Stored data entries:
***

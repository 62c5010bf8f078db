//! In-memory session logs
//!
//! Each session owns an ordered, append-only message log. Retention is
//! applied between turns, never inside one.

use super::SessionStore;
use crate::models::{Message, Role};
use crate::Result;
use chrono::{DateTime, Utc};
use std::collections::{HashMap, VecDeque};
use std::sync::Arc;
use std::time::Duration;
use tokio::sync::RwLock;
use tracing::debug;

/// How much history a session keeps. `None` means unbounded.
#[derive(Debug, Clone, Copy, Default, PartialEq, Eq)]
pub struct RetentionPolicy {
    /// Keep at most this many messages, cut on a user-turn boundary
    pub max_messages: Option<usize>,
    /// Forget a session idle for longer than this
    pub idle_ttl: Option<Duration>,
}

impl RetentionPolicy {
    pub fn is_expired(&self, last_active: DateTime<Utc>, now: DateTime<Utc>) -> bool {
        match self.idle_ttl {
            Some(ttl) => {
                let idle = now.signed_duration_since(last_active);
                idle.to_std().map(|idle| idle > ttl).unwrap_or(false)
            }
            None => false,
        }
    }
}

/// Conversation log for one session
#[derive(Debug, Clone)]
pub struct ConversationHistory {
    pub session_id: String,
    pub created_at: DateTime<Utc>,
    pub updated_at: DateTime<Utc>,
    messages: VecDeque<Message>,
}

impl ConversationHistory {
    pub fn new(session_id: &str) -> Self {
        Self {
            session_id: session_id.to_string(),
            created_at: Utc::now(),
            updated_at: Utc::now(),
            messages: VecDeque::new(),
        }
    }

    pub fn add_message(&mut self, message: Message) {
        self.messages.push_back(message);
        self.updated_at = Utc::now();
    }

    pub fn messages(&self) -> impl Iterator<Item = &Message> {
        self.messages.iter()
    }

    pub fn message_count(&self) -> usize {
        self.messages.len()
    }

    /// Keep roughly the last `keep_count` messages, starting at a user message.
    pub fn trim_to_recent(&mut self, keep_count: usize) {
        if self.messages.len() <= keep_count {
            return;
        }

        while self.messages.len() > keep_count {
            self.messages.pop_front();
        }

        // Never start the log in the middle of a turn
        if let Some(first_user) = self.messages.iter().position(|m| m.role == Role::User) {
            self.messages.drain(..first_user);
        }

        self.updated_at = Utc::now();
    }

    pub fn clear(&mut self) {
        self.messages.clear();
        self.updated_at = Utc::now();
    }
}

pub struct InMemorySessionStore {
    histories: Arc<RwLock<HashMap<String, ConversationHistory>>>,
    policy: RetentionPolicy,
}

impl InMemorySessionStore {
    pub fn new(policy: RetentionPolicy) -> Self {
        Self {
            histories: Arc::new(RwLock::new(HashMap::new())),
            policy,
        }
    }

    pub async fn session_count(&self) -> usize {
        self.histories.read().await.len()
    }

    fn evict_expired(&self, histories: &mut HashMap<String, ConversationHistory>) {
        if self.policy.idle_ttl.is_none() {
            return;
        }
        let now = Utc::now();
        let before = histories.len();
        histories.retain(|_, history| !self.policy.is_expired(history.updated_at, now));
        let evicted = before - histories.len();
        if evicted > 0 {
            debug!(evicted, remaining = histories.len(), "Evicted idle sessions");
        }
    }
}

impl Default for InMemorySessionStore {
    fn default() -> Self {
        Self::new(RetentionPolicy::default())
    }
}

#[async_trait::async_trait]
impl SessionStore for InMemorySessionStore {
    async fn load(&self, session_id: &str) -> Result<Vec<Message>> {
        let expired = {
            let histories = self.histories.read().await;
            match histories.get(session_id) {
                Some(history) => {
                    if !self.policy.is_expired(history.updated_at, Utc::now()) {
                        return Ok(history.messages().cloned().collect());
                    }
                    true
                }
                None => false,
            }
        };

        if expired {
            debug!(session_id = %session_id, "Session expired, starting fresh");
            self.histories.write().await.remove(session_id);
        }
        Ok(Vec::new())
    }

    async fn append(&self, session_id: &str, messages: &[Message]) -> Result<()> {
        let mut histories = self.histories.write().await;
        self.evict_expired(&mut histories);
        let history = histories
            .entry(session_id.to_string())
            .or_insert_with(|| ConversationHistory::new(session_id));

        for message in messages {
            history.add_message(message.clone());
        }
        if let Some(max) = self.policy.max_messages {
            history.trim_to_recent(max);
        }
        Ok(())
    }

    async fn clear(&self, session_id: &str) -> Result<()> {
        if let Some(history) = self.histories.write().await.get_mut(session_id) {
            history.clear();
        }
        Ok(())
    }
}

***

Exercise goal:
Without any change, reproduce the data in full.

Problem solution:
repository 62c5010bf8f078db
//! In-memory session logs
//!
//! Each session owns an ordered, append-only message log. Retention is
//! applied between turns, never inside one.

use super::SessionStore;
use crate::models::{Message, Role};
use crate::Result;
use chrono::{DateTime, Utc};
use std::collections::{HashMap, VecDeque};
use std::sync::Arc;
use std::time::Duration;
use tokio::sync::RwLock;
use tracing::debug;

/// How much history a session keeps. `None` means unbounded.
#[derive(Debug, Clone, Copy, Default, PartialEq, Eq)]
pub struct RetentionPolicy {
    /// Keep at most this many messages, cut on a user-turn boundary
    pub max_messages: Option<usize>,
    /// Forget a session idle for longer than this
    pub idle_ttl: Option<Duration>,
}

impl RetentionPolicy {
    pub fn is_expired(&self, last_active: DateTime<Utc>, now: DateTime<Utc>) -> bool {
        match self.idle_ttl {
            Some(ttl) => {
                let idle = now.signed_duration_since(last_active);
                idle.to_std().map(|idle| idle > ttl).unwrap_or(false)
            }
            None => false,
        }
    }
}

/// Conversation log for one session
#[derive(Debug, Clone)]
pub struct ConversationHistory {
    pub session_id: String,
    pub created_at: DateTime<Utc>,
    pub updated_at: DateTime<Utc>,
    messages: VecDeque<Message>,
}

impl ConversationHistory {
    pub fn new(session_id: &str) -> Self {
        Self {
            session_id: session_id.to_string(),
            created_at: Utc::now(),
            updated_at: Utc::now(),
            messages: VecDeque::new(),
        }
    }

    pub fn add_message(&mut self, message: Message) {
        self.messages.push_back(message);
        self.updated_at = Utc::now();
    }

    pub fn messages(&self) -> impl Iterator<Item = &Message> {
        self.messages.iter()
    }

    pub fn message_count(&self) -> usize {
        self.messages.len()
    }

    /// Keep roughly the last `keep_count` messages, starting at a user message.
    pub fn trim_to_recent(&mut self, keep_count: usize) {
        if self.messages.len() <= keep_count {
            return;
        }

        while self.messages.len() > keep_count {
            self.messages.pop_front();
        }

        // Never start the log in the middle of a turn
        if let Some(first_user) = self.messages.iter().position(|m| m.role == Role::User) {
            self.messages.drain(..first_user);
        }

        self.updated_at = Utc::now();
    }

    pub fn clear(&mut self) {
        self.messages.clear();
        self.updated_at = Utc::now();
    }
}

pub struct InMemorySessionStore {
    histories: Arc<RwLock<HashMap<String, ConversationHistory>>>,
    policy: RetentionPolicy,
}

impl InMemorySessionStore {
    pub fn new(policy: RetentionPolicy) -> Self {
        Self {
            histories: Arc::new(RwLock::new(HashMap::new())),
            policy,
        }
    }

    pub async fn session_count(&self) -> usize {
        self.histories.read().await.len()
    }

    fn evict_expired(&self, histories: &mut HashMap<String, ConversationHistory>) {
        if self.policy.idle_ttl.is_none() {
            return;
        }
        let now = Utc::now();
        let before = histories.len();
        histories.retain(|_, history| !self.policy.is_expired(history.updated_at, now));
        let evicted = before - histories.len();
        if evicted > 0 {
            debug!(evicted, remaining = histories.len(), "Evicted idle sessions");
        }
    }
}

impl Default for InMemorySessionStore {
    fn default() -> Self {
        Self::new(RetentionPolicy::default())
    }
}

#[async_trait::async_trait]
impl SessionStore for InMemorySessionStore {
    async fn load(&self, session_id: &str) -> Result<Vec<Message>> {
        let expired = {
            let histories = self.histories.read().await;
            match histories.get(session_id) {
                Some(history) => {
                    if !self.policy.is_expired(history.updated_at, Utc::now()) {
                        return Ok(history.messages().cloned().collect());
                    }
                    true
                }
                None => false,
            }
        };

        if expired {
            debug!(session_id = %session_id, "Session expired, starting fresh");
            self.histories.write().await.remove(session_id);
        }
        Ok(Vec::new())
    }

    async fn append(&self, session_id: &str, messages: &[Message]) -> Result<()> {
        let mut histories = self.histories.write().await;
        self.evict_expired(&mut histories);
        let history = histories
            .entry(session_id.to_string())
            .or_insert_with(|| ConversationHistory::new(session_id));

        for message in messages {
            history.add_message(message.clone());
        }
        if let Some(max) = self.policy.max_messages {
            history.trim_to_recent(max);
        }
        Ok(())
    }

    async fn clear(&self, session_id: &str) -> Result<()> {
        if let Some(history) = self.histories.write().await.get_mut(session_id) {
            history.clear();
        }
        Ok(())
    }
}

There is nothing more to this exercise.